For those who have been living under a rock for the past year, 2016 is the centenary of what was possibly the most influential event in modern Irish history. For those who know that there was such a thing as a Rising but are fuzzy on the details, Paul O’Brien’s series of interlocking books, each one focusing on a different area of the fighting – the Four Courts, St Stephen’s Green and Ashbourne – are ideal for catching up on the basic facts.
This one centres, as the subtitle would suggest, on the events at the General Post Office (GPO) and little else. The wider issues such as the choice of strategy by the Rising leaders (their failure to secure sites like Dame Street allowed the British to isolate the GPO), the confusion over orders that meant that the majority of the country stayed quiet, and the subterfuge within the Irish Republican Brotherhood that made the Rising as much of a conspiracy within a conspiracy as anything (to use Professor FX Martin’s phrase) are touched upon, then dropped.
Likewise, the personalities and motivations of the Rising leaders, as contrasting as, say, Patrick Pearse’s and James Connolly’s, are unexplored. This is a narrative work first and foremost.
Given the limited length of the book (141 pages, index included), it was probably a mistake on O’Brien’s part to quote The Proclamation of the Irish Republic in full. It is well-known text and its inclusion here feels like filler in a work that is otherwise tightly focused.
The book begins with the minimal of preamble – a brief foreword on the state of Dublin at the time and the political build-up to the Rising – before cutting straight to the Monday morning of 24th April when the different participants assembled and the first of the Volunteers entered the GPO.
A salvo of shots to the air was enough to clear out the majority of dumbstruck civilians before the Volunteers set to work to turn a post office into an improvised fortress. A postal worker had time to telephone the superintendent on duty in the Central Telegraph Office in London with a message that ended with: The streets are not safe.
The truth of that warning would become apparent when the authorities moved their soldiers into place to quell the rebellion. After the initial British advance through the northern suburbs of the city was checked along the railway line of the North Wall Station, the GPO garrison knew that an all-out enemy assault was only a matter of time and hunkered down to wait. The hourglass was quickly running out, as O’Brien puts it with a flair for the dramatic (as indicated by the titles in the rest of the series – Crossfire, Field of Fire and Shootout – sounding like they belong to a Steven Seagal movie).
But first, there were other issues to take care of. Later on the first day, Pearse read out the Proclamation in front of the GPO to a mostly indifferent crowd. Many of those gathered were women with husbands serving abroad in the British Army, the ‘separation women’, who were the most vehement towards the Volunteers on duty outside the GPO. A group of priests who tried clearing people out of then-Sackville Street and harm’s way were only partially successful. Looting broke out, with the sweet and toy shops being the first to be targeted (presumably it would be ‘Foot Locker’ today).

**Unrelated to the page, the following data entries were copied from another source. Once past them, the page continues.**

use async_trait::async_trait;
use reqwest::{Client as HttpClient, RequestBuilder, StatusCode};
use serde::Deserialize;
use serde_json::Value;
use tracing::{debug, instrument};

use sitedoc_store_core::{
    ContentDocument, DocumentRow, DocumentStore, StoreError, VersionToken,
};

use crate::config::PostgrestConfig;

/// Single-object responses instead of one-element arrays.
const SINGLE_OBJECT: &str = "application/vnd.pgrst.object+json";

// =============================================================================
// Error classification
// =============================================================================

// SQLSTATEs and PostgREST codes this backend recognizes. Everything else that
// parses as a PostgREST error is a plain rejection.
const SQLSTATE_UNDEFINED_COLUMN: &str = "42703";
const SQLSTATE_UNDEFINED_FUNCTION: &str = "42883";
const SQLSTATE_SERIALIZATION_FAILURE: &str = "40001";
const PGRST_NO_SINGLE_ROW: &str = "PGRST116";
const PGRST_FUNCTION_NOT_FOUND: &str = "PGRST202";

/// PostgREST error body: `{"code": "...", "message": "...", ...}`.
#[derive(Debug, Deserialize)]
struct ErrorBody {
    #[serde(default)]
    code: String,
    #[serde(default)]
    message: String,
}

fn error_code(body: &str) -> Option<String> {
    serde_json::from_str::<ErrorBody>(body).ok().map(|e| e.code)
}

/// Map a failed response onto the core error taxonomy. Unparseable bodies
/// (gateway pages, truncated reads) count as transport failures.
fn classify_error(status: StatusCode, body: &str) -> StoreError {
    let Ok(err) = serde_json::from_str::<ErrorBody>(body) else {
        return StoreError::Transport(format!("HTTP {status}: {body}"));
    };
    let detail = format!("{}: {}", err.code, err.message);
    match err.code.as_str() {
        SQLSTATE_UNDEFINED_COLUMN => StoreError::UndefinedColumn(detail),
        SQLSTATE_UNDEFINED_FUNCTION | PGRST_FUNCTION_NOT_FOUND => {
            StoreError::UndefinedProcedure(detail)
        }
        SQLSTATE_SERIALIZATION_FAILURE => StoreError::Conflict(detail),
        _ => StoreError::Rejected(detail),
    }
}

// =============================================================================
// Wire types
// =============================================================================

/// Row shape shared by the table reads and the swap RPC. `updated_at` is
/// absent on `select=content` reads and NULL on pre-migration rows.
#[derive(Debug, Deserialize)]
struct ContentRow {
    content: Value,
    #[serde(default)]
    updated_at: Option<String>,
}

fn into_document_row(raw: ContentRow) -> Result<DocumentRow, StoreError> {
    let content = serde_json::from_value(raw.content)
        .map_err(|e| StoreError::Serialization(format!("invalid content document: {e}")))?;
    Ok(DocumentRow {
        content,
        version: raw.updated_at.map(VersionToken::new),
    })
}

// =============================================================================
// Store
// =============================================================================

/// `DocumentStore` over a PostgREST endpoint.
pub struct PostgrestStore {
    http: HttpClient,
    config: PostgrestConfig,
}

impl PostgrestStore {
    pub fn new(config: PostgrestConfig) -> Self {
        Self {
            http: HttpClient::new(),
            config,
        }
    }

    fn table_url(&self) -> String {
        format!(
            "{}/rest/v1/{}",
            self.config.base_url.trim_end_matches('/'),
            self.config.table
        )
    }

    fn rpc_url(&self) -> String {
        format!(
            "{}/rest/v1/rpc/{}",
            self.config.base_url.trim_end_matches('/'),
            self.config.swap_function
        )
    }

    fn row_filter(&self) -> String {
        format!("eq.{}", self.config.row_id)
    }

    /// Auth headers Supabase expects on every request.
    fn authed(&self, builder: RequestBuilder) -> RequestBuilder {
        builder
            .header("apikey", &self.config.api_key)
            .header("Authorization", format!("Bearer {}", self.config.api_key))
    }
}

#[async_trait]
impl DocumentStore for PostgrestStore {
    fn store_name(&self) -> &'static str {
        "postgrest"
    }

    #[instrument(skip(self), level = "debug")]
    async fn fetch(&self) -> Result<Option<DocumentRow>, StoreError> {
        let response = self
            .authed(self.http.get(self.table_url()))
            .query(&[
                ("id", self.row_filter().as_str()),
                ("select", "content,updated_at"),
            ])
            .header("Accept", SINGLE_OBJECT)
            .send()
            .await
            .map_err(|e| StoreError::Transport(format!("fetch request failed: {e}")))?;

        let status = response.status();
        if !status.is_success() {
            let text = response.text().await.unwrap_or_default();
            if error_code(&text).as_deref() == Some(PGRST_NO_SINGLE_ROW) {
                debug!("No content row yet");
                return Ok(None);
            }
            return Err(classify_error(status, &text));
        }

        let raw: ContentRow = response
            .json()
            .await
            .map_err(|e| StoreError::Transport(format!("unreadable fetch response: {e}")))?;
        let row = into_document_row(raw)?;
        debug!(
            "Fetched content row (token {})",
            row.version.as_ref().map(VersionToken::as_str).unwrap_or("none")
        );
        Ok(Some(row))
    }

    #[instrument(skip(self), level = "debug")]
    async fn fetch_without_version(&self) -> Result<Option<ContentDocument>, StoreError> {
        let response = self
            .authed(self.http.get(self.table_url()))
            .query(&[("id", self.row_filter().as_str()), ("select", "content")])
            .header("Accept", SINGLE_OBJECT)
            .send()
            .await
            .map_err(|e| StoreError::Transport(format!("fetch request failed: {e}")))?;

        let status = response.status();
        if !status.is_success() {
            let text = response.text().await.unwrap_or_default();
            if error_code(&text).as_deref() == Some(PGRST_NO_SINGLE_ROW) {
                return Ok(None);
            }
            return Err(classify_error(status, &text));
        }

        let raw: ContentRow = response
            .json()
            .await
            .map_err(|e| StoreError::Transport(format!("unreadable fetch response: {e}")))?;
        Ok(Some(into_document_row(raw)?.content))
    }

    #[instrument(skip(self, content), level = "debug")]
    async fn seed(&self, content: &ContentDocument) -> Result<(), StoreError> {
        let body = serde_json::json!({ "id": self.config.row_id, "content": content });
        let response = self
            .authed(self.http.post(self.table_url()))
            .header("Prefer", "return=minimal")
            .json(&body)
            .send()
            .await
            .map_err(|e| StoreError::Transport(format!("seed request failed: {e}")))?;

        let status = response.status();
        if !status.is_success() {
            let text = response.text().await.unwrap_or_default();
            return Err(classify_error(status, &text));
        }
        debug!("Seeded content row {}", self.config.row_id);
        Ok(())
    }

    #[instrument(skip(self, content), level = "debug")]
    async fn overwrite(&self, content: &ContentDocument) -> Result<(), StoreError> {
        let body = serde_json::json!({ "content": content });
        let response = self
            .authed(self.http.patch(self.table_url()))
            .query(&[("id", self.row_filter().as_str())])
            .header("Prefer", "return=minimal")
            .json(&body)
            .send()
            .await
            .map_err(|e| StoreError::Transport(format!("overwrite request failed: {e}")))?;

        let status = response.status();
        if !status.is_success() {
            let text = response.text().await.unwrap_or_default();
            return Err(classify_error(status, &text));
        }
        debug!("Overwrote content row {}", self.config.row_id);
        Ok(())
    }

    #[instrument(skip(self, content, expected), level = "debug")]
    async fn compare_and_swap(
        &self,
        content: &ContentDocument,
        expected: Option<&VersionToken>,
    ) -> Result<DocumentRow, StoreError> {
        let body = serde_json::json!({
            "new_content": content,
            "expected_version": expected.map(VersionToken::as_str),
            "row_id": self.config.row_id,
        });
        let response = self
            .authed(self.http.post(self.rpc_url()))
            .header("Accept", SINGLE_OBJECT)
            .json(&body)
            .send()
            .await
            .map_err(|e| StoreError::Transport(format!("swap request failed: {e}")))?;

        let status = response.status();
        if !status.is_success() {
            let text = response.text().await.unwrap_or_default();
            return Err(classify_error(status, &text));
        }

        let raw: ContentRow = response
            .json()
            .await
            .map_err(|e| StoreError::Transport(format!("unreadable swap response: {e}")))?;
        let row = into_document_row(raw)?;
        debug!(
            "Swap accepted, new token {}",
            row.version.as_ref().map(VersionToken::as_str).unwrap_or("none")
        );
        Ok(row)
    }
}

Given the speed of the uprising, a cavalry unit of Lancers entered the scene on Sackville Street, still ignorant of the scale of the trouble and believing they were there to disperse a mere civil disturbance. A volley of shots disabused them of that notion. The immediate result of the Rising was not so much revolution as confusion.
Despite the unsightly scenes outside, morale within the GPO garrison remained high as night fell. The failure to first secure Trinity College, however, meant it became a firing post for enemy snipers. Looting continued in the streets even as the Rising leaders in the GPO learned that the plans for a nationwide rebellion had failed, leaving Dublin to resist alone. And resist it did, even as the gunboat HMS Helga sailed up the Liffey on the Wednesday to shell the city centre and British platoons continued to advance in the teeth of heavy fire.
By the Friday, the pressure was enough for the Volunteers to abandon the GPO and take doubtful refuge in buildings around Moore Street, the same site under danger from Celtic Tiger developers until purchased by the State in April 2015. That there were plans for a breakout attack on British barricades before the decision was taken to surrender shows that the esprit de corps among the Volunteers remained strong.
The Rising leaders were, of course, executed, by which point the reader is probably thoroughly exhausted from all the previous shootings and shelling. The photographs included show the damage inflicted on Dublin, which resembled Sarajevo or Beirut by the end, but the most striking one was taken during the fighting at night with the city in flames.
O’Brien takes full advantage of the wealth of first-hand accounts now available Witness Statements from the Bureau of Military History, allowing readers an intimate, close-up view of the action. One of the more memorable observations was from one Volunteer on the opening day of the Rising:
I remember seeing Joe Plunkett with plans in his hand outside Liberty Hall. He was beautifully dressed, having high tan leather boots, spurs, pince-nez and looked like any British brass hat staff officer.
[James] Connolly looked drab beside him in a bottle green thin serge uniform. The form of dress of the two men impressed me as representing two different ideas of freedom.